(Dataset excerpts)
/---

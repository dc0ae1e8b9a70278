//! Canonical request/response model shared by every dialect and backend.
//!
//! Generalizes the teacher's `llm::provider` message/stream types into a
//! provider-agnostic shape: no `ProviderConfig` knobs live here, only the
//! wire-independent request/response data the translation layer maps
//! to and from each dialect.

use std::collections::HashMap;

use serde::{Deserialize, Serialize};
use serde_json::Value;

#[derive(Debug, Clone, Serialize, Deserialize, PartialEq, Eq, Hash)]
#[serde(rename_all = "lowercase")]
pub enum Role {
    System,
    User,
    Assistant,
    Tool,
}

#[derive(Debug, Clone, Serialize, Deserialize)]
#[serde(untagged)]
pub enum Content {
    Text(String),
    Parts(Vec<ContentPart>),
}

impl Content {
    pub fn as_text(&self) -> String {
        match self {
            Content::Text(s) => s.clone(),
            Content::Parts(parts) => parts
                .iter()
                .filter_map(|p| match p {
                    ContentPart::Text { text } => Some(text.clone()),
                    _ => None,
                })
                .collect::<Vec<_>>()
                .join(""),
        }
    }
}

#[derive(Debug, Clone, Serialize, Deserialize)]
#[serde(tag = "type", rename_all = "snake_case")]
pub enum ContentPart {
    Text { text: String },
    Image { url: String },
    Audio { url: String },
    File { url: String, mime_type: Option<String> },
}

#[derive(Debug, Clone, Serialize, Deserialize)]
pub struct ToolCall {
    pub id: String,
    pub name: String,
    pub arguments: Value,
}

#[derive(Debug, Clone, Serialize, Deserialize)]
pub struct ToolResult {
    pub tool_call_id: String,
    pub content: String,
    pub is_error: bool,
}

#[derive(Debug, Clone, Serialize, Deserialize)]
pub struct Message {
    pub role: Role,
    pub content: Content,
    #[serde(skip_serializing_if = "Option::is_none")]
    pub tool_call_id: Option<String>,
    #[serde(skip_serializing_if = "Option::is_none")]
    pub tool_calls: Option<Vec<ToolCall>>,
}

impl Message {
    pub fn user(text: impl Into<String>) -> Self {
        Self {
            role: Role::User,
            content: Content::Text(text.into()),
            tool_call_id: None,
            tool_calls: None,
        }
    }

    pub fn assistant(text: impl Into<String>) -> Self {
        Self {
            role: Role::Assistant,
            content: Content::Text(text.into()),
            tool_call_id: None,
            tool_calls: None,
        }
    }

    pub fn text(&self) -> String {
        self.content.as_text()
    }
}

#[derive(Debug, Clone, Serialize, Deserialize)]
pub struct Tool {
    pub name: String,
    pub description: String,
    pub parameters: Value,
}

#[derive(Debug, Clone, Copy, Serialize, Deserialize, PartialEq, Eq)]
#[serde(rename_all = "snake_case")]
pub enum ReasoningEffort {
    Low,
    Medium,
    High,
}

impl ReasoningEffort {
    /// `reasoning_effort -> thinkingConfig.thinkingBudget` table.
    pub fn gemini_thinking_budget(self) -> i64 {
        match self {
            ReasoningEffort::Low => 512,
            ReasoningEffort::Medium => 2048,
            ReasoningEffort::High => -1,
        }
    }
}

#[derive(Debug, Clone, Serialize, Deserialize)]
#[serde(tag = "type", rename_all = "snake_case")]
pub enum ToolChoice {
    Auto,
    None,
    Required,
    Named { name: String },
}

/// The internal request: dialect-independent, frozen once command
/// stripping and state projection have produced it.
#[derive(Debug, Clone, Serialize, Deserialize)]
pub struct CanonicalChatRequest {
    pub messages: Vec<Message>,
    pub model: String,
    pub stream: bool,
    pub temperature: Option<f32>,
    pub top_p: Option<f32>,
    pub top_k: Option<u32>,
    pub max_tokens: Option<u32>,
    pub stop_sequences: Vec<String>,
    pub reasoning_effort: Option<ReasoningEffort>,
    pub thinking_budget: Option<i64>,
    pub tools: Option<Vec<Tool>>,
    pub tool_choice: Option<ToolChoice>,
    pub extra: HashMap<String, Value>,
}

impl CanonicalChatRequest {
    /// Invariant: `messages` is non-empty after command stripping.
    pub fn validate_non_empty(&self) -> Result<(), crate::error::ProxyError> {
        if self.messages.is_empty() {
            return Err(crate::error::ProxyError::Validation(
                "empty_messages".into(),
            ));
        }
        Ok(())
    }
}

#[derive(Debug, Clone, Copy, Serialize, Deserialize, PartialEq, Eq)]
#[serde(rename_all = "snake_case")]
pub enum FinishReason {
    Stop,
    Length,
    ToolCalls,
    ContentFilter,
    Error,
}

#[derive(Debug, Clone, Default, Serialize, Deserialize)]
pub struct CanonicalUsage {
    pub prompt_tokens: u32,
    pub completion_tokens: u32,
    pub total_tokens: u32,
}

impl CanonicalUsage {
    pub fn total(&self) -> u32 {
        self.prompt_tokens + self.completion_tokens
    }
}

#[derive(Debug, Clone, Serialize, Deserialize)]
pub struct Choice {
    pub index: u32,
    pub message: Message,
    pub finish_reason: FinishReason,
}

/// Non-streaming response.
#[derive(Debug, Clone, Serialize, Deserialize)]
pub struct CanonicalChatResponse {
    pub id: String,
    pub created_unix: i64,
    pub model: String,
    pub choices: Vec<Choice>,
    pub usage: CanonicalUsage,
}

#[derive(Debug, Clone, Serialize, Deserialize)]
pub struct ChoiceDelta {
    pub index: u32,
    pub delta: Delta,
    #[serde(skip_serializing_if = "Option::is_none")]
    pub finish_reason: Option<FinishReason>,
}

#[derive(Debug, Clone, Default, Serialize, Deserialize)]
pub struct Delta {
    #[serde(skip_serializing_if = "Option::is_none")]
    pub role: Option<Role>,
    #[serde(skip_serializing_if = "Option::is_none")]
    pub content: Option<String>,
    #[serde(skip_serializing_if = "Option::is_none")]
    pub thinking: Option<String>,
    #[serde(skip_serializing_if = "Option::is_none")]
    pub tool_calls: Option<Vec<ToolCallDelta>>,
}

#[derive(Debug, Clone, Serialize, Deserialize)]
pub struct ToolCallDelta {
    pub id: String,
    #[serde(skip_serializing_if = "Option::is_none")]
    pub name: Option<String>,
    #[serde(skip_serializing_if = "Option::is_none")]
    pub arguments_delta: Option<String>,
}

/// Streaming response chunk. Chunks are totally ordered per stream; the
/// final chunk carries a terminal `finish_reason` and no further content
/// deltas.
#[derive(Debug, Clone, Serialize, Deserialize)]
pub struct StreamChunk {
    pub id: String,
    pub created_unix: i64,
    pub model: String,
    pub choices: Vec<ChoiceDelta>,
    #[serde(skip_serializing_if = "Option::is_none")]
    pub usage: Option<CanonicalUsage>,
}

/// Helper for assembling parallel tool calls from streaming deltas, keyed
/// by tool-call id. Ported from the teacher's `ToolCallAssembler`.
#[derive(Debug, Default)]
pub struct ToolCallAssembler {
    calls: indexmap_like::OrderedMap,
}

mod indexmap_like {
    use super::*;

    /// Minimal insertion-order-preserving map; avoids pulling in the
    /// `indexmap` crate for a single use site while keeping deterministic
    /// tool-call ordering in assembled output (unlike a `HashMap`, whose
    /// iteration order is unspecified).
    #[derive(Debug, Default)]
    pub struct OrderedMap {
        order: Vec<String>,
        entries: HashMap<String, PartialToolCall>,
    }

    #[derive(Debug, Default)]
    pub struct PartialToolCall {
        pub id: String,
        pub name: Option<String>,
        pub arguments: String,
    }

    impl OrderedMap {
        pub fn entry(&mut self, id: String) -> &mut PartialToolCall {
            if !self.entries.contains_key(&id) {
                self.order.push(id.clone());
                self.entries.insert(
                    id.clone(),
                    PartialToolCall {
                        id: id.clone(),
                        name: None,
                        arguments: String::new(),
                    },
                );
            }
            self.entries.get_mut(&id).unwrap()
        }

        pub fn into_ordered(self) -> Vec<PartialToolCall> {
            let mut entries = self.entries;
            self.order
                .into_iter()
                .filter_map(|id| entries.remove(&id))
                .collect()
        }
    }
}

impl ToolCallAssembler {
    pub fn new() -> Self {
        Self::default()
    }

    pub fn process_delta(
        &mut self,
        id: String,
        name: Option<String>,
        arguments_delta: Option<String>,
    ) {
        let call = self.calls.entry(id);
        if let Some(n) = name {
            call.name = Some(n);
        }
        if let Some(delta) = arguments_delta {
            call.arguments.push_str(&delta);
        }
    }

    pub fn into_tool_calls(self) -> Result<Vec<ToolCall>, serde_json::Error> {
        self.calls
            .into_ordered()
            .into_iter()
            .map(|partial| {
                let arguments = if partial.arguments.trim().is_empty() {
                    Value::Object(Default::default())
                } else {
                    serde_json::from_str(&partial.arguments)?
                };
                Ok(ToolCall {
                    id: partial.id,
                    name: partial.name.unwrap_or_default(),
                    arguments,
                })
            })
            .collect()
    }
}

\---

◆ TASK INSTRUCTIONS ◆
Across the data above, how many lines contain "CanonicalUsage"? Reply with a bare number.

◆ FINAL ANSWER ◆
4